Windows Servers Neck and Neck with Unix Servers
BrainSurgeon writes "According to the Register, Windows based servers are now even with Unix based servers in terms of sales for the first time ever." From the article: "In an overall up server market, IDC counted $4.2bn worth of Microsoft Windows server sales on the back of 12 percent growth. Total Unix sales also hit $4.2bn in the period, IDC said, on 3 per cent revenue growth. Those totals left Microsoft and Unix systems holding 35 per cent of the server market each."
Who wants to bet that maybe Microsoft just charge more? :)
the layman's guide to computer science
10 idiots want to buy a lemon for $10/each and 100 people buy a tasty pear for $1/each.
Is it just me or does it seem like there are still a hell of lot more pears out there...
The report actually indicates that Windows Servers are gaining a smaller share of the server market INCREASE than they should, and Linux is gaining TWICE as much as it should if they were all actually gaining an equal share.

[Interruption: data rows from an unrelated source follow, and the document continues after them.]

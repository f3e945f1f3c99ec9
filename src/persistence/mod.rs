// =====================================================================
// File: persistence/mod.rs
//
//! The `persistence` module provides the two durability artifacts:
//!
//! - `aof.rs`      : the append-only command log, one applied mutation
//!                   per line, flushed per write. The full-fidelity
//!                   recovery source.
//! - `snapshot.rs` : the point-in-time dump of string entries, written
//!                   by `SAVE` or on the periodic timer.
//! - `timer.rs`    : the elapsed-interval check the connection handler
//!                   uses to trigger periodic snapshots.
//!
//! Recovery order is snapshot first, then the log, so the log wins.
// =====================================================================

pub mod aof;
pub mod snapshot;
pub mod timer;

pub use self::aof::AofLog;
pub use self::snapshot::Snapshot;
pub use self::timer::SnapshotTimer;

#[cfg(test)]
mod tests;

Also a number of idiot commentators are saying "Windows servers wipes the floor with Linux" when in fact the report shows that both Windows and Linux are wiping the floor with PROPRIETARY UNIX.
Yawn - big surprise. This has been a foregone conclusion of every analyst for the past two or three years - that Linux (and to a lesser degree Windows) will replace proprietary UNIX and then the battle will come down to Linux vrs Windows - which Linux will win handily.
Richard Steven Hack - This sig is TOO GODDAMN SHORT TO DO ANYTHING USEFUL WITH! MORONS!
One of the reasons Microsoft is making such inroads into the server market is that they've really improved their operating system. Windows servers can be made reliable and secure if they're administered properly. Insofar as it brings choice to the marketplace, then having Windows as a realistic option for a server is a good thing.
But don't lose sight of what's at stake. The Microsoft business model is to leverage it's monopoly in one area to drive out competition in another. If Microsoft will let Windows coexist peacefully with it's neighbors, then great. If they're true to form, though, they'll introduce incompatabilities and do everything they can to make sure businesses don't have any more of a choice in their server OS than their desktop OS.
The struggle isn't just about running the cooler OS, or using the command line vs. a GUI. It's about freedom and choice.
KTHXBYE
Linux usage is certainly up, the ROLE of the server needs to be discussed. I have 24 linux machines at one client's location, too bad most of them are just proxy servers running squid with an LAMP for configuring them. While all the chatter about Linux making progress into corporate IT the role of the machine needs to be involved in the discussion?
How many corporations have Linux-run PDCs? Email? File Respositories? Backup? All this talk about sales figures means little when you take out the role of the server out of the discussion. Without a breakdown along the Lines of X Windows 2003 Email Servers vs. Y Linux Email Servers the discussion really has little value besides a vague sales figure. The discussion of Linux, BSD, Windows, BEOS, Tiger, whatever is is lacking any real worth. Going on 11 years here soon and corporations are not cut and dry. What does this follow fact tell you (taken from one of my clients):
# of Linux Machines 3
# Of Windows 2003 Servers 24
# Of Windows 2000 Professional Machines 8
What do they use more? Windows? Not really. The 24 2003 Servers are used to simulate web traffic and other customized in-house traffic. Not one of those Windows servers is mission critical. The 8 2000 machines are the staff's workstations. The core critical machine that run's their entire manufacturing system is a linux machine. 1 Linux email server, and 1 linux firewall. Now looking at that figure you couldn't determine how important any of those servers are, we need more data in these discussions, it's incomplete.
Purchasing numbers mean little. Even across a broad scope there is no direct correlation between number of copies of X and their level of importance in a company, if you think that probaility shows that given there are 2 milion copies of A and only 1 million copies B that A is used more in mission critical services I would recomend you avoid gambling. The Christian Bible is in over 50% of homes yet less then 10% of people can repeat the opening of Genesis. ("In the Beginning God created the heavens and the Earth" I believe.)
I'll summarize with a classic Ken-ism:
OWNERSHIP OF SOMETHING DOES NOT GARUNTEE THE UTILIZATION OF SOMETHING.
Take a typical computer, slap some SNMP on it and grab CACTI and monitor the staff in a building. I bet you the average work-hour utilization of the processors will never exceed 50%. 10 years is hasn't. Just because you have a 3.4 GHz processor doesn't mean you'll use all that CPU power.
For you drivers out there your speedometer can post 125 MPH... doesn't mean your gonna ever go that fast right?